Content starts

//! Captured call stacks and their comparable keys.
//!
//! A `StackSnapshot` keeps every frame it was given, oldest caller first.
//! Nothing is filtered here; the renderer decides what to hide.

use super::template::TemplateNode;

/// What kind of code a frame belongs to
///
/// Decided once at capture time so rendering never has to probe frames again.
#[derive(Debug, Clone, PartialEq, Eq, Hash)]
pub enum FrameKind {
    /// Ordinary native frame (file, line, function)
    Standard,

    /// Template engine evaluating a node
    Template(TemplateNode),
}

/// One call-site observation
#[derive(Debug, Clone, PartialEq, Eq, Hash)]
pub struct StackFrame {
    /// File path, or template origin name for template frames
    pub source: String,

    /// Line number (0 when unknown)
    pub line: u32,

    /// Demangled function name, if resolved
    pub function: Option<String>,

    /// Return address of the native frame; stable for one call site within a process
    pub address: Option<usize>,

    pub kind: FrameKind,
}

impl StackFrame {
    /// Create a standard frame
    ///
    /// **Public** - constructor
    pub fn new(source: impl Into<String>, line: u32) -> Self {
        Self {
            source: source.into(),
            line,
            function: None,
            address: None,
            kind: FrameKind::Standard,
        }
    }

    pub fn with_function(mut self, function: impl Into<String>) -> Self {
        self.function = Some(function.into());
        self
    }

    pub fn with_address(mut self, address: usize) -> Self {
        self.address = Some(address);
        self
    }

    /// Create a frame for a template node being evaluated
    ///
    /// **Public** - used by stack sources when merging template frames
    pub fn template(node: TemplateNode) -> Self {
        Self {
            source: node.origin.clone(),
            line: node.lineno,
            function: None,
            address: None,
            kind: FrameKind::Template(node),
        }
    }

    pub fn is_template(&self) -> bool {
        matches!(self.kind, FrameKind::Template(_))
    }

    pub fn template_node(&self) -> Option<&TemplateNode> {
        match &self.kind {
            FrameKind::Template(node) => Some(node),
            FrameKind::Standard => None,
        }
    }

    fn key(&self) -> FrameKey {
        FrameKey {
            source: self.source.clone(),
            line: self.line,
            function: self.function.clone(),
            address: self.address,
            template: self.template_node().map(|node| node.id),
        }
    }
}

/// Value form of a frame used for identity comparison
#[derive(Debug, Clone, PartialEq, Eq, Hash)]
pub struct FrameKey {
    pub source: String,
    pub line: u32,
    pub function: Option<String>,
    pub address: Option<usize>,
    pub template: Option<u64>,
}

/// Order-preserving, hashable identity of a whole stack
#[derive(Debug, Clone, PartialEq, Eq, Hash)]
pub struct StackKey(Vec<FrameKey>);

impl StackKey {
    pub fn frames(&self) -> &[FrameKey] {
        &self.0
    }
}

/// Ordered call stack, oldest caller first
#[derive(Debug, Clone, Default, PartialEq, Eq)]
pub struct StackSnapshot {
    frames: Vec<StackFrame>,
}

impl StackSnapshot {
    /// Build a snapshot from frames already ordered oldest first
    ///
    /// **Public** - used by every stack source
    pub fn from_frames(frames: Vec<StackFrame>) -> Self {
        Self { frames }
    }

    pub fn frames(&self) -> &[StackFrame] {
        &self.frames
    }

    pub fn len(&self) -> usize {
        self.frames.len()
    }

    pub fn is_empty(&self) -> bool {
        self.frames.is_empty()
    }

    /// The frame that called the frame at `index`
    ///
    /// Frames are stored oldest first, so the caller is the previous entry.
    pub fn caller_of(&self, index: usize) -> Option<&StackFrame> {
        index.checked_sub(1).and_then(|i| self.frames.get(i))
    }

    /// Derive the comparable identity of this stack
    ///
    /// **Public** - used by the detector for duplicate lookup
    pub fn key(&self) -> StackKey {
        StackKey(self.frames.iter().map(StackFrame::key).collect())
    }
}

Content ends

### WORK REQUEST
Every entry should be restated word for word.

### ANSWER SECTION
//! Captured call stacks and their comparable keys.
//!
//! A `StackSnapshot` keeps every frame it was given, oldest caller first.
//! Nothing is filtered here; the renderer decides what to hide.

use super::template::TemplateNode;

/// What kind of code a frame belongs to
///
/// Decided once at capture time so rendering never has to probe frames again.
#[derive(Debug, Clone, PartialEq, Eq, Hash)]
pub enum FrameKind {
    /// Ordinary native frame (file, line, function)
    Standard,

    /// Template engine evaluating a node
    Template(TemplateNode),
}

/// One call-site observation
#[derive(Debug, Clone, PartialEq, Eq, Hash)]
pub struct StackFrame {
    /// File path, or template origin name for template frames
    pub source: String,

    /// Line number (0 when unknown)
    pub line: u32,

    /// Demangled function name, if resolved
    pub function: Option<String>,

    /// Return address of the native frame; stable for one call site within a process
    pub address: Option<usize>,

    pub kind: FrameKind,
}

impl StackFrame {
    /// Create a standard frame
    ///
    /// **Public** - constructor
    pub fn new(source: impl Into<String>, line: u32) -> Self {
        Self {
            source: source.into(),
            line,
            function: None,
            address: None,
            kind: FrameKind::Standard,
        }
    }

    pub fn with_function(mut self, function: impl Into<String>) -> Self {
        self.function = Some(function.into());
        self
    }

    pub fn with_address(mut self, address: usize) -> Self {
        self.address = Some(address);
        self
    }

    /// Create a frame for a template node being evaluated
    ///
    /// **Public** - used by stack sources when merging template frames
    pub fn template(node: TemplateNode) -> Self {
        Self {
            source: node.origin.clone(),
            line: node.lineno,
            function: None,
            address: None,
            kind: FrameKind::Template(node),
        }
    }

    pub fn is_template(&self) -> bool {
        matches!(self.kind, FrameKind::Template(_))
    }

    pub fn template_node(&self) -> Option<&TemplateNode> {
        match &self.kind {
            FrameKind::Template(node) => Some(node),
            FrameKind::Standard => None,
        }
    }

    fn key(&self) -> FrameKey {
        FrameKey {
            source: self.source.clone(),
            line: self.line,
            function: self.function.clone(),
            address: self.address,
            template: self.template_node().map(|node| node.id),
        }
    }
}

/// Value form of a frame used for identity comparison
#[derive(Debug, Clone, PartialEq, Eq, Hash)]
pub struct FrameKey {
    pub source: String,
    pub line: u32,
    pub function: Option<String>,
    pub address: Option<usize>,
    pub template: Option<u64>,
}

/// Order-preserving, hashable identity of a whole stack
#[derive(Debug, Clone, PartialEq, Eq, Hash)]
pub struct StackKey(Vec<FrameKey>);

impl StackKey {
    pub fn frames(&self) -> &[FrameKey] {
        &self.0
    }
}

/// Ordered call stack, oldest caller first
#[derive(Debug, Clone, Default, PartialEq, Eq)]
pub struct StackSnapshot {
    frames: Vec<StackFrame>,
}

impl StackSnapshot {
    /// Build a snapshot from frames already ordered oldest first
    ///
    /// **Public** - used by every stack source
    pub fn from_frames(frames: Vec<StackFrame>) -> Self {
        Self { frames }
    }

    pub fn frames(&self) -> &[StackFrame] {
        &self.frames
    }

    pub fn len(&self) -> usize {
        self.frames.len()
    }

    pub fn is_empty(&self) -> bool {
        self.frames.is_empty()
    }

    /// The frame that called the frame at `index`
    ///
    /// Frames are stored oldest first, so the caller is the previous entry.
    pub fn caller_of(&self, index: usize) -> Option<&StackFrame> {
        index.checked_sub(1).and_then(|i| self.frames.get(i))
    }

    /// Derive the comparable identity of this stack
    ///
    /// **Public** - used by the detector for duplicate lookup
    pub fn key(&self) -> StackKey {
        StackKey(self.frames.iter().map(StackFrame::key).collect())
    }
}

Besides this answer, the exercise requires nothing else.